impl PartitionStateModel {
    /// Create a new instance.
    pub fn new(
        config: Arc<IngestionConfig>, consumption: Arc<dyn ConsumptionService>, storage: Arc<dyn StorageService>, stores: Arc<dyn StoreRepository>,
        replicas: Arc<ReplicaTable>, latches: Arc<ConsumptionLatches>,
    ) -> Self {
        Self {
            config,
            consumption,
            storage,
            stores,
            replicas,
            latches,
            fence: PromotionFence::new(),
            stats: TransitionStats::new(),
            locks: DashMap::new(),
        }
    }

    pub fn replicas(&self) -> &Arc<ReplicaTable> {
        &self.replicas
    }

    pub fn fence(&self) -> &Arc<PromotionFence> {
        &self.fence
    }

    pub fn stats(&self) -> &Arc<TransitionStats> {
        &self.stats
    }

    pub fn latches(&self) -> &Arc<ConsumptionLatches> {
        &self.latches
    }

    pub async fn become_standby_from_offline(&self, key: &PartitionKey) -> Result<()> {
        self.transition(key, Role::Standby, None).await
    }

    pub async fn become_leader_from_standby(&self, key: &PartitionKey, section: SectionToken) -> Result<()> {
        self.transition(key, Role::Leader, Some(section)).await
    }

    pub async fn become_standby_from_leader(&self, key: &PartitionKey, section: SectionToken) -> Result<()> {
        self.transition(key, Role::Standby, Some(section)).await
    }

    pub async fn become_offline_from_standby(&self, key: &PartitionKey) -> Result<()> {
        self.transition(key, Role::Offline, None).await
    }

    pub async fn become_dropped_from_offline(&self, key: &PartitionKey) -> Result<()> {
        self.transition(key, Role::Dropped, None).await
    }

    pub async fn become_dropped_from_standby(&self, key: &PartitionKey) -> Result<()> {
        self.transition(key, Role::Dropped, None).await
    }

    /// Reset a partition out of the ERROR role.
    pub async fn become_offline_from_error(&self, key: &PartitionKey) -> Result<()> {
        self.transition(key, Role::Offline, None).await
    }

    /// Transition the given partition from its current role to the given role.
    ///
    /// Promote & demote transitions open a new section when none is given. On failure the
    /// partition keeps its current role.
    pub async fn transition(&self, key: &PartitionKey, to: Role, section: Option<SectionToken>) -> Result<()> {
        let lock = self.partition_lock(key);
        let res = {
            let _guard = lock.lock().await;
            self.transition_locked(key, to, section).await
        };
        drop(lock);
        if to == Role::Dropped {
            self.locks.remove_if(key, |_, lock| Arc::strong_count(lock) == 1);
        }
        res
    }

    async fn transition_locked(&self, key: &PartitionKey, to: Role, section: Option<SectionToken>) -> Result<()> {
        let from = self.replicas.role(key);
        let transition = match Transition::lookup(from, to) {
            Some(transition) => transition,
            None if from == Role::Error => bail!(IngestionError::ReplicaInError { key: key.to_string() }),
            None => bail!(IngestionError::InvalidTransition {
                key: key.to_string(),
                from,
                to
            }),
        };
        if transition == Transition::OfflineToStandby {
            self.stores
                .subscribe(key.resource.store())
                .await
                .with_context(|| format!("error subscribing to store {}", key.resource.store()))?;
        }
        let is_current = self.is_current_version(&key.resource);
        tracing::info!(%key, %from, %to, is_current, "executing partition transition");

        let res = match transition {
            Transition::OfflineToStandby => self.start(key, is_current, true).await,
            Transition::StandbyToLeader => self.change_leadership(key, section, true).await,
            Transition::LeaderToStandby => self.change_leadership(key, section, false).await,
            Transition::StandbyToOffline => {
                let _unsubscribing = self.fence.begin_unsubscribe(key.clone());
                self.consumption.stop_consumption(key).await
            }
            Transition::OfflineToDropped | Transition::StandbyToDropped => self.drop_partition(key, is_current).await,
            Transition::ErrorToOffline => {
                self.latches.discard(key);
                self.consumption.stop_consumption(key).await
            }
        };
        self.stats.record_transition(res.is_ok());
        match res {
            Ok(()) => {
                self.replicas.record(key, to, is_current);
                Ok(())
            }
            Err(err) => {
                tracing::error!(error = ?err, %key, %from, %to, "error executing partition transition");
                Err(err.context(format!("error transitioning {} from {} to {}", key, from, to)))
            }
        }
    }

    /// Start consuming the given partition without waiting for it to catch up, as done for
    /// START_CONSUMPTION commands. Idempotent for partitions which are already active.
    pub async fn subscribe(&self, key: &PartitionKey) -> Result<()> {
        let lock = self.partition_lock(key);
        let _guard = lock.lock().await;
        let from = self.replicas.role(key);
        if from == Role::Error {
            bail!(IngestionError::ReplicaInError { key: key.to_string() });
        }
        self.stores
            .subscribe(key.resource.store())
            .await
            .with_context(|| format!("error subscribing to store {}", key.resource.store()))?;
        let is_current = self.is_current_version(&key.resource);
        self.start(key, is_current, false).await?;
        if from == Role::Offline {
            self.replicas.record(key, Role::Standby, is_current);
        }
        Ok(())
    }

    /// Cooperatively stop consuming the given partition, keeping its storage.
    ///
    /// This also resets a partition out of the ERROR role.
    pub async fn unsubscribe(&self, key: &PartitionKey) -> Result<()> {
        let lock = self.partition_lock(key);
        let _guard = lock.lock().await;
        let _unsubscribing = self.fence.begin_unsubscribe(key.clone());
        let replica = self.replicas.get(key);
        if matches!(&replica, Some(replica) if replica.role == Role::Error) {
            self.latches.discard(key);
        }
        self.consumption.stop_consumption(key).await?;
        if let Some(replica) = replica {
            if matches!(replica.role, Role::Standby | Role::Leader | Role::Error) {
                self.replicas.record(key, Role::Offline, replica.is_current_version);
            }
        }
        Ok(())
    }

    /// Drop the given partition, first stopping its consumption and waiting for the stop
    /// to be observed if it is consuming.
    pub async fn remove_partition(&self, key: &PartitionKey) -> Result<()> {
        let lock = self.partition_lock(key);
        let _guard = lock.lock().await;
        let _unsubscribing = self.fence.begin_unsubscribe(key.clone());
        if self.consumption.is_partition_consuming(key) {
            stop_and_wait(self.consumption.as_ref(), &self.latches, key, self.config.stop_consumption_wait_interval(), self.config.stop_consumption_wait_retries).await?;
        }
        self.storage.drop_partition(key).await?;
        self.replicas.record(key, Role::Dropped, false);
        Ok(())
    }

    /// Forcibly terminate the consumption task of the given resource.
    ///
    /// All latches of the resource are failed, so blocked transitions end with `Killed`.
    pub async fn kill(&self, resource: &ResourceId) -> Result<bool> {
        self.latches.kill(resource);
        self.fence.invalidate_resource(resource);
        let killed = self.consumption.kill_consumption_task(resource).await?;
        self.replicas.reset_resource(resource);
        tracing::info!(%resource, killed, "killed consumption task");
        Ok(killed)
    }

    /// Check if the given resource is its store's current serving version.
    pub fn is_current_version(&self, resource: &ResourceId) -> bool {
        self.stores
            .get_store(resource.store())
            .map(|store| store.is_current_version(resource))
            .unwrap_or(false)
    }

    async fn start(&self, key: &PartitionKey, is_current: bool, await_catch_up: bool) -> Result<()> {
        self.storage.open_partition(key).await?;
        if !(is_current && await_catch_up) {
            return self.consumption.start_consumption(key).await;
        }

        let latch = self.latches.place(key);
        if let Err(err) = self.consumption.start_consumption(key).await {
            self.latches.discard(key);
            return Err(err);
        }
        let timeout_hours = self.bootstrap_timeout_hours(&key.resource);
        tracing::info!(%key, timeout_hours, "waiting for current version partition to catch up");
        if let Err(err) = latch.wait(timeout_hours).await {
            self.latches.discard(key);
            return Err(err.into());
        }
        Ok(())
    }

    async fn change_leadership(&self, key: &PartitionKey, section: Option<SectionToken>, promote: bool) -> Result<()> {
        if self.fence.is_unsubscribing(key) {
            bail!(IngestionError::Fenced { key: key.to_string() });
        }
        let section = match section {
            Some(section) => section,
            None => self.fence.next_section(key),
        };
        section.check()?;
        if promote {
            self.consumption.promote_to_leader(key, section).await
        } else {
            self.consumption.demote_to_standby(key, section).await
        }
    }

    async fn drop_partition(&self, key: &PartitionKey, is_current: bool) -> Result<()> {
        let interval = self.config.stop_consumption_wait_interval();
        let retries = self.config.stop_consumption_wait_retries;
        if is_current {
            let _blocked = self.stats.block_on_drop();
            let _unsubscribing = self.fence.begin_unsubscribe(key.clone());
            stop_and_wait(self.consumption.as_ref(), &self.latches, key, interval, retries).await?;
            return self.storage.drop_partition(key).await;
        }

        let (consumption, storage, latches) = (self.consumption.clone(), self.storage.clone(), self.latches.clone());
        let (replicas, lock) = (self.replicas.clone(), self.partition_lock(key));
        let unsubscribing = self.fence.begin_unsubscribe(key.clone());
        let key = key.clone();
        tokio::spawn(async move {
            let _unsubscribing = unsubscribing;
            let _guard = lock.lock().await;
            // A record means the partition has been re-assigned since it was dropped.
            if replicas.get(&key).is_some() {
                tracing::debug!(%key, "partition re-assigned before its removal ran, keeping it");
                return;
            }
            let res = match stop_and_wait(consumption.as_ref(), &latches, &key, interval, retries).await {
                Ok(()) => storage.drop_partition(&key).await,
                Err(err) => Err(err),
            };
            if let Err(err) = res {
                tracing::error!(error = ?err, %key, "error removing partition of non-current version");
            }
        });
        Ok(())
    }

    fn bootstrap_timeout_hours(&self, resource: &ResourceId) -> u64 {
        self.stores
            .get_store(resource.store())
            .and_then(|store| store.bootstrap_to_online_timeout_hours)
            .unwrap_or(self.config.bootstrap_to_online_timeout_hours)
    }

    fn partition_lock(&self, key: &PartitionKey) -> Arc<Mutex<()>> {
        self.locks.entry(key.clone()).or_default().value().clone()
    }
}
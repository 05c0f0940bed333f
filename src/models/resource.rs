use std::fmt;
use std::str::FromStr;
use std::sync::Arc;

use crate::error::IngestionError;

/// The separator between a store name and its version in a resource name.
const VERSION_SEPARATOR: &str = "_v";

/// One versioned partition-set of a store, named `{store}_v{version}`.
#[derive(Clone, Debug, PartialEq, Eq, Hash, PartialOrd, Ord)]
pub struct ResourceId {
    store: Arc<str>,
    version: u32,
}

impl ResourceId {
    /// Create a new instance.
    pub fn new(store: &str, version: u32) -> Self {
        Self { store: Arc::from(store), version }
    }

    /// The name of the store which owns this resource.
    pub fn store(&self) -> &str {
        &self.store
    }

    /// The store version of this resource.
    pub fn version(&self) -> u32 {
        self.version
    }

    /// The canonical topic-like name of this resource.
    pub fn name(&self) -> String {
        self.to_string()
    }
}

impl fmt::Display for ResourceId {
    fn fmt(&self, f: &mut fmt::Formatter<'_>) -> fmt::Result {
        write!(f, "{}{}{}", self.store, VERSION_SEPARATOR, self.version)
    }
}

impl FromStr for ResourceId {
    type Err = IngestionError;

    fn from_str(name: &str) -> Result<Self, Self::Err> {
        let (store, version) = name
            .rsplit_once(VERSION_SEPARATOR)
            .ok_or_else(|| IngestionError::InvalidResource(name.into()))?;
        if store.is_empty() {
            return Err(IngestionError::InvalidResource(name.into()));
        }
        let version = version.parse().map_err(|_| IngestionError::InvalidResource(name.into()))?;
        Ok(Self::new(store, version))
    }
}

/// A single partition of a resource.
#[derive(Clone, Debug, PartialEq, Eq, Hash, PartialOrd, Ord)]
pub struct PartitionKey {
    pub resource: ResourceId,
    pub partition: u32,
}

impl PartitionKey {
    /// Create a new instance.
    pub fn new(resource: ResourceId, partition: u32) -> Self {
        Self { resource, partition }
    }

    /// Parse a partition key from a wire resource name and partition id.
    pub fn parse(name: &str, partition: i32) -> Result<Self, IngestionError> {
        let resource = name.parse()?;
        let partition = u32::try_from(partition).map_err(|_| IngestionError::InvalidResource(format!("{}/{}", name, partition)))?;
        Ok(Self { resource, partition })
    }
}

impl fmt::Display for PartitionKey {
    fn fmt(&self, f: &mut fmt::Formatter<'_>) -> fmt::Result {
        write!(f, "{}/{}", self.resource, self.partition)
    }
}

/// The replication role of a partition replica.
#[derive(Clone, Copy, Debug, PartialEq, Eq, Hash)]
pub enum Role {
    Offline,
    Standby,
    Leader,
    Dropped,
    Error,
}

impl fmt::Display for Role {
    fn fmt(&self, f: &mut fmt::Formatter<'_>) -> fmt::Result {
        let name = match self {
            Self::Offline => "OFFLINE",
            Self::Standby => "STANDBY",
            Self::Leader => "LEADER",
            Self::Dropped => "DROPPED",
            Self::Error => "ERROR",
        };
        f.write_str(name)
    }
}

/// The state record of one partition replica owned by this process.
#[derive(Clone, Debug, PartialEq, Eq)]
pub struct Replica {
    pub key: PartitionKey,
    pub role: Role,
    /// Whether the resource was the store's current version as of the last transition.
    pub is_current_version: bool,
}

/// A store as seen by the metadata service.
#[derive(Clone, Debug, PartialEq, Eq)]
pub struct Store {
    pub name: String,
    /// The version currently serving read traffic, `0` when none.
    pub current_version: u32,
    /// All versions which the metadata service reports as existing.
    pub versions: Vec<u32>,
    /// How long a current-version partition may take to catch up when coming online.
    pub bootstrap_to_online_timeout_hours: Option<u64>,
}

impl Store {
    /// Check if the given resource is this store's current serving version.
    pub fn is_current_version(&self, resource: &ResourceId) -> bool {
        resource.store() == self.name && self.current_version != 0 && resource.version() == self.current_version
    }

    /// Check if the metadata service still knows the given version.
    pub fn has_version(&self, version: u32) -> bool {
        self.versions.contains(&version)
    }
}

> [Work to be completed] Across the listing, how many lines contain the word "false"? Give the number without further comment.

> [Problem solution] 4